V2X. Vehicle To Everything (V2X) will allow for communication from vehicles to other vehi-cles and everything around them, which has profound applications ranging from autonomous driving to saving people’s lives. The Connected Car market is expeted to reach 141 Billion dollars by 2020 [2].

Smart Cities. Citizens life will be improved by Smart Cities. Sustainability, energy-efficiency, less traffic congestion and security are some of the advantages of this evolution towards Smart Cities. 5G will be the portal to surpass the communication challenges faced towards this evolution. Being such a vast area to cover the market is rising and is expected to reach 1.45 Trillion dollars by 2020 [2].

Augmented Reality/VR. It is very demanding for a device to support AR and VR, and with Cloud VR and AR this factor could be eliminated. Lower latencies and more capacity of the network is essential to allow Augmented Reality and Virtual Reality, whose markets are expected to value at 151 Billion dollars by 2022 [2].

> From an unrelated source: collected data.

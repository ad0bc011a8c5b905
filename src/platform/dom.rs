//! DOM presentation surface
//!
//! Expects this markup on the page:
//! - `#gameCanvas`: play surface (positioned container)
//! - `#gameCharacter`: the actor, containing `.character-pupil` elements
//! - `#characterBubble`: speech bubble
//! - `#gameScore`, `#gameTimer`: HUD labels

use std::collections::HashMap;

use glam::Vec2;
use wasm_bindgen::JsCast;
use wasm_bindgen::prelude::*;
use web_sys::{Document, HtmlElement};

use crate::sim::{Collectible, CollectibleKind};
use crate::surface::{BubbleAnchor, Surface};

/// Particles per burst
const BURST_PARTICLES: u32 = 8;
/// How long burst particles stay in the DOM
const PARTICLE_LIFETIME_MS: i32 = 1000;

pub struct DomSurface {
    document: Document,
    canvas: HtmlElement,
    character: HtmlElement,
    bubble: HtmlElement,
    pupils: Vec<HtmlElement>,
    score: Option<HtmlElement>,
    timer: Option<HtmlElement>,
    treasures: HashMap<u32, HtmlElement>,
}

fn html_element(document: &Document, id: &str) -> Option<HtmlElement> {
    document
        .get_element_by_id(id)
        .and_then(|el| el.dyn_into::<HtmlElement>().ok())
}

fn required(document: &Document, id: &str) -> Result<HtmlElement, JsValue> {
    html_element(document, id).ok_or_else(|| JsValue::from_str(&format!("missing #{}", id)))
}

fn px(value: f32) -> String {
    format!("{}px", value)
}

fn set_style(el: &HtmlElement, property: &str, value: &str) {
    if let Err(e) = el.style().set_property(property, value) {
        log::warn!("Failed to set {}: {:?}", property, e);
    }
}

impl DomSurface {
    /// Bind to the page's game elements
    pub fn new(document: Document) -> Result<Self, JsValue> {
        let canvas = required(&document, "gameCanvas")?;
        let character = required(&document, "gameCharacter")?;
        let bubble = required(&document, "characterBubble")?;

        let mut pupils = Vec::new();
        let nodes = character.query_selector_all(".character-pupil")?;
        for i in 0..nodes.length() {
            if let Some(pupil) = nodes.get(i).and_then(|n| n.dyn_into::<HtmlElement>().ok()) {
                pupils.push(pupil);
            }
        }

        let score = html_element(&document, "gameScore");
        let timer = html_element(&document, "gameTimer");
        if score.is_none() || timer.is_none() {
            log::warn!("HUD labels missing, score/timer will not be shown");
        }

        Ok(Self {
            document,
            canvas,
            character,
            bubble,
            pupils,
            score,
            timer,
            treasures: HashMap::new(),
        })
    }

    /// The play surface element (for input listeners and settings)
    pub fn canvas(&self) -> &HtmlElement {
        &self.canvas
    }

    /// The actor element (for click listeners)
    pub fn character(&self) -> &HtmlElement {
        &self.character
    }

    fn create_div(&self, class: &str) -> Result<HtmlElement, JsValue> {
        let el: HtmlElement = self.document.create_element("div")?.dyn_into()?;
        el.set_class_name(class);
        Ok(el)
    }

    fn build_treasure(&self, collectible: &Collectible) -> Result<HtmlElement, JsValue> {
        let kind = collectible.kind.as_str();
        let treasure = self.create_div("data-treasure")?;
        treasure.set_attribute("data-type", kind)?;
        treasure.set_attribute("data-value", &collectible.value().to_string())?;

        let inner = self.create_div(&format!("treasure-{}", kind))?;
        if collectible.kind == CollectibleKind::Coin {
            inner.set_text_content(Some("$"));
        }
        treasure.append_child(&inner)?;

        set_style(&treasure, "left", &px(collectible.pos.x));
        set_style(&treasure, "top", &px(collectible.pos.y));
        self.canvas.append_child(&treasure)?;
        Ok(treasure)
    }

    fn build_particle(&self, at: Vec2, index: u32) -> Result<(), JsValue> {
        let particle = self.create_div("particle-effect")?;
        set_style(&particle, "left", &px(at.x));
        set_style(&particle, "top", &px(at.y));
        let spread = js_sys::Math::random() * 20.0;
        set_style(
            &particle,
            "transform",
            &format!("rotate({}deg) translateX({}px)", index * 45, spread),
        );
        self.canvas.append_child(&particle)?;

        let window = web_sys::window().ok_or_else(|| JsValue::from_str("no window"))?;
        let cleanup = Closure::once_into_js(move || particle.remove());
        window.set_timeout_with_callback_and_timeout_and_arguments_0(
            cleanup.unchecked_ref(),
            PARTICLE_LIFETIME_MS,
        )?;
        Ok(())
    }
}

impl Surface for DomSurface {
    fn size(&self) -> Vec2 {
        Vec2::new(
            self.canvas.offset_width() as f32,
            self.canvas.offset_height() as f32,
        )
    }

    fn place_collectible(&mut self, collectible: &Collectible) {
        match self.build_treasure(collectible) {
            Ok(el) => {
                self.treasures.insert(collectible.id, el);
            }
            Err(e) => log::warn!("Failed to place treasure #{}: {:?}", collectible.id, e),
        }
    }

    fn remove_collectible(&mut self, id: u32) {
        if let Some(el) = self.treasures.remove(&id) {
            el.remove();
        }
    }

    fn move_actor(&mut self, pos: Vec2) {
        set_style(&self.character, "left", &px(pos.x));
        set_style(&self.character, "top", &px(pos.y));
    }

    fn aim_pupils(&mut self, offsets: &[Vec2]) {
        if offsets.is_empty() {
            return;
        }
        for (i, pupil) in self.pupils.iter().enumerate() {
            let offset = offsets[i % offsets.len()];
            set_style(
                pupil,
                "transform",
                &format!(
                    "translate(calc(-50% + {}px), calc(-50% + {}px))",
                    offset.x, offset.y
                ),
            );
        }
    }

    fn set_score(&mut self, score: u32) {
        if let Some(el) = &self.score {
            el.set_text_content(Some(&score.to_string()));
        }
    }

    fn set_time_left(&mut self, secs: u32) {
        if let Some(el) = &self.timer {
            el.set_text_content(Some(&secs.to_string()));
        }
    }

    fn show_bubble(&mut self, text: &str, anchor: BubbleAnchor) {
        self.bubble.set_text_content(Some(text));
        match anchor {
            BubbleAnchor::At(pos) => {
                set_style(&self.bubble, "left", &px(pos.x));
                set_style(&self.bubble, "top", &px(pos.y));
                set_style(&self.bubble, "transform", "");
                set_style(&self.bubble, "width", "");
            }
            BubbleAnchor::Centered => {
                set_style(&self.bubble, "left", "50%");
                set_style(&self.bubble, "top", "50%");
                set_style(&self.bubble, "transform", "translate(-50%, -50%)");
                set_style(&self.bubble, "width", "200px");
            }
        }
        if let Err(e) = self.bubble.class_list().add_1("show") {
            log::warn!("Failed to show bubble: {:?}", e);
        }
    }

    fn hide_bubble(&mut self) {
        if let Err(e) = self.bubble.class_list().remove_1("show") {
            log::warn!("Failed to hide bubble: {:?}", e);
        }
        set_style(&self.bubble, "transform", "");
        set_style(&self.bubble, "width", "");
    }

    fn burst(&mut self, at: Vec2) {
        for i in 0..BURST_PARTICLES {
            if let Err(e) = self.build_particle(at, i) {
                log::warn!("Failed to spawn particle: {:?}", e);
                break;
            }
        }
    }
}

1.2.2 Radio Access Network (RAN)

This continuous increase in the demands for a more bandwidth capable and more efficient mobile network lead to a new paradigm of Radio Access Network (RAN). The traditional "monolithic" RAN architecture consisted in a Base Station (BS) which connected to a fixed number of antennas that would only cover the reception and transmission on a small area, and the utilization rate of these BS tends to be low due to the fact that the peak load in the network is usually much higher than the average load, which leads to waste of processing power since this cannot be shared between other BSs. The way the traditional RAN is structured leads to an unscalable mode of operation since there is an ever growing need of better network capacity and coverage, leading to unfeasible numbers of needed BS to be implemented, which would lead to a great increase both in Capital Expenditures (CAPEX) and Operational Expenditures (OPEX).

The costs and the lack of efficiency make this solution of a "monolithic" RAN not feasible for New Radio (NR). An idea of a more centralized RAN comes then forward, separating the functions of the BS between two elements, the Central Unit (CU) and Distributed Unit (DU), being the first a centralized processing unit which may have a plurality of distributed processing units connected to it. The main reason for the new NR Base Station architecture was that splitting the 5G Base Station, denominated gNodeB (gNB), in CU and DU would, according to [9], bring benefits like:

• A flexible hardware implementation which would allow for scalable cost-effective solu-tions.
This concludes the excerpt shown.